NEW YORK—Restaurant owners may soon get some relief.
Since the city’s A, B, C grading system started in 2010, an increase in fines for New York City restaurants due to health code violations have cost the industry an additional $40 million. Being required by law to display the large black letter grades at the entrance for discerning patrons to see, restaurant owners are anxious not just about the fines—but the difficulty of earning an A.
“Fines should not be about revenue generation,” said Council Speaker Christine Quinn at a press conference on July 8 at Jerry’s Cafe in Lower Manhattan. Quinn has proposed legislation that is expected to shrink the fines back to where they were before the new grading system went into effect.
Implemented to reduce food borne illness and keep the public informed, the grading system led to more frequent inspections and fines. As fines increased, tension between restaurant owners and inspectors also rose. “Every time [an inspector] walks in the door, we just don’t know what is going to happen,” said Leonard de Knegt, owner of Jerry’s Cafe.

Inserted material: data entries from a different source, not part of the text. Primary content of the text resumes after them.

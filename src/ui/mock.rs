//! Mock UI implementation for testing.
//!
//! `MockUI` implements the `UserInterface` trait and captures all
//! interactions for later assertion, including how each spinner finished.
//!
//! # Example
//!
//! ```
//! use trailhead::ui::{MockUI, UserInterface};
//!
//! let mut ui = MockUI::new();
//! ui.message("Starting setup");
//! let mut spinner = ui.start_spinner("Checking Node.js version");
//! spinner.finish_success("Node.js v20.11.0");
//!
//! assert!(ui.messages().contains(&"Starting setup".to_string()));
//! assert!(ui.has_success("v20.11.0"));
//! ```

use std::cell::RefCell;
use std::rc::Rc;

use super::{OutputMode, SpinnerHandle, UserInterface};

/// How a captured spinner finished.
#[derive(Debug, Clone, Copy, PartialEq, Eq)]
pub enum SpinnerStatus {
    Success,
    Skipped,
    /// Removed without a status line; the caller reported through the UI.
    Cleared,
}

type SpinnerLog = Rc<RefCell<Vec<(SpinnerStatus, String)>>>;

/// Mock UI implementation for testing.
#[derive(Debug, Default)]
pub struct MockUI {
    mode: OutputMode,
    messages: Vec<String>,
    outputs: Vec<String>,
    successes: Vec<String>,
    warnings: Vec<String>,
    errors: Vec<String>,
    skips: Vec<String>,
    headers: Vec<String>,
    steps: Vec<(usize, usize, String)>,
    spinners: Vec<String>,
    spinner_results: SpinnerLog,
    next_steps: Option<(String, Vec<String>)>,
}

impl MockUI {
    /// Create a new MockUI with Normal output mode.
    pub fn new() -> Self {
        Self {
            mode: OutputMode::Normal,
            ..Default::default()
        }
    }

    /// Create a new MockUI with a specific output mode.
    pub fn with_mode(mode: OutputMode) -> Self {
        Self {
            mode,
            ..Default::default()
        }
    }

    pub fn messages(&self) -> &[String] {
        &self.messages
    }

    /// Text passed to `output`, which every mode prints.
    pub fn outputs(&self) -> &[String] {
        &self.outputs
    }

    pub fn successes(&self) -> &[String] {
        &self.successes
    }

    pub fn warnings(&self) -> &[String] {
        &self.warnings
    }

    pub fn errors(&self) -> &[String] {
        &self.errors
    }

    pub fn skips(&self) -> &[String] {
        &self.skips
    }

    pub fn headers(&self) -> &[String] {
        &self.headers
    }

    /// Announced steps as `(current, total, title)`.
    pub fn steps(&self) -> &[(usize, usize, String)] {
        &self.steps
    }

    /// Messages spinners were started with.
    pub fn spinners(&self) -> &[String] {
        &self.spinners
    }

    /// Final status of every spinner, in finish order.
    pub fn spinner_results(&self) -> Vec<(SpinnerStatus, String)> {
        self.spinner_results.borrow().clone()
    }

    /// Title and lines passed to `show_next_steps`, if it was called.
    pub fn next_steps(&self) -> Option<&(String, Vec<String>)> {
        self.next_steps.as_ref()
    }

    pub fn has_message(&self, text: &str) -> bool {
        self.messages.iter().any(|m| m.contains(text))
    }

    /// True if a success line or successful spinner contains `text`.
    pub fn has_success(&self, text: &str) -> bool {
        self.successes.iter().any(|m| m.contains(text))
            || self.spinner_finished(SpinnerStatus::Success, text)
    }

    pub fn has_output(&self, text: &str) -> bool {
        self.outputs.iter().any(|m| m.contains(text))
    }

    pub fn has_warning(&self, text: &str) -> bool {
        self.warnings.iter().any(|m| m.contains(text))
    }

    pub fn has_error(&self, text: &str) -> bool {
        self.errors.iter().any(|m| m.contains(text))
    }

    /// True if a skip line or skipped spinner contains `text`.
    pub fn has_skipped(&self, text: &str) -> bool {
        self.skips.iter().any(|m| m.contains(text))
            || self.spinner_finished(SpinnerStatus::Skipped, text)
    }

    fn spinner_finished(&self, status: SpinnerStatus, text: &str) -> bool {
        self.spinner_results
            .borrow()
            .iter()
            .any(|(s, m)| *s == status && m.contains(text))
    }
}

impl UserInterface for MockUI {
    fn output_mode(&self) -> OutputMode {
        self.mode
    }

    fn message(&mut self, msg: &str) {
        self.messages.push(msg.to_string());
    }

    fn output(&mut self, text: &str) {
        self.outputs.push(text.to_string());
    }

    fn success(&mut self, msg: &str) {
        self.successes.push(msg.to_string());
    }

    fn warning(&mut self, msg: &str) {
        self.warnings.push(msg.to_string());
    }

    fn error(&mut self, msg: &str) {
        self.errors.push(msg.to_string());
    }

    fn skipped(&mut self, msg: &str) {
        self.skips.push(msg.to_string());
    }

    fn start_spinner(&mut self, message: &str) -> Box<dyn SpinnerHandle> {
        self.spinners.push(message.to_string());
        Box::new(MockSpinner {
            log: Rc::clone(&self.spinner_results),
        })
    }

    fn show_header(&mut self, title: &str) {
        self.headers.push(title.to_string());
    }

    fn show_step(&mut self, current: usize, total: usize, title: &str) {
        self.steps.push((current, total, title.to_string()));
    }

    fn show_next_steps(&mut self, title: &str, steps: &[String]) {
        self.next_steps = Some((title.to_string(), steps.to_vec()));
    }
}

/// Spinner that records its final status into the owning [`MockUI`].
pub struct MockSpinner {
    log: SpinnerLog,
}

impl MockSpinner {
    fn record(&self, status: SpinnerStatus, msg: &str) {
        self.log.borrow_mut().push((status, msg.to_string()));
    }
}

impl SpinnerHandle for MockSpinner {
    fn finish_success(&mut self, msg: &str) {
        self.record(SpinnerStatus::Success, msg);
    }

    fn finish_skipped(&mut self, msg: &str) {
        self.record(SpinnerStatus::Skipped, msg);
    }

    fn clear(&mut self) {
        self.record(SpinnerStatus::Cleared, "");
    }
}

The legislation aims to shift the inspector-owner relationship from antagonism toward collaboration. The bill would offer restaurant owners a chance for educational, ungraded inspections, so owners can learn what to do to get an A. New restaurants would get free consultation inspections. First time violations would be issued as warnings, not fines; fines would be reduced across the board. The legislation will be introduced this summer, or at the latest, in the fall, said Quinn.
City Council sponsors of the legislation want the health department to work more closely with restaurant owners to help them know the code and meet it. More focus on food safety, and less on fines, is good for patrons and restaurants. “It’s not ‘got ya,’ it’s working together,” said Quinn.
Restaurants have complained of getting conflicting instructions from inspectors, and citations for non-food-safety related violations, such as misplaced signs, and dim lighting.
Forty restaurant owners filed a lawsuit against the city on June 11, for $150 million. The suit calls the grading system an unfair tax on small businesses and alleges the Department of Health’s grading system is unconstitutional.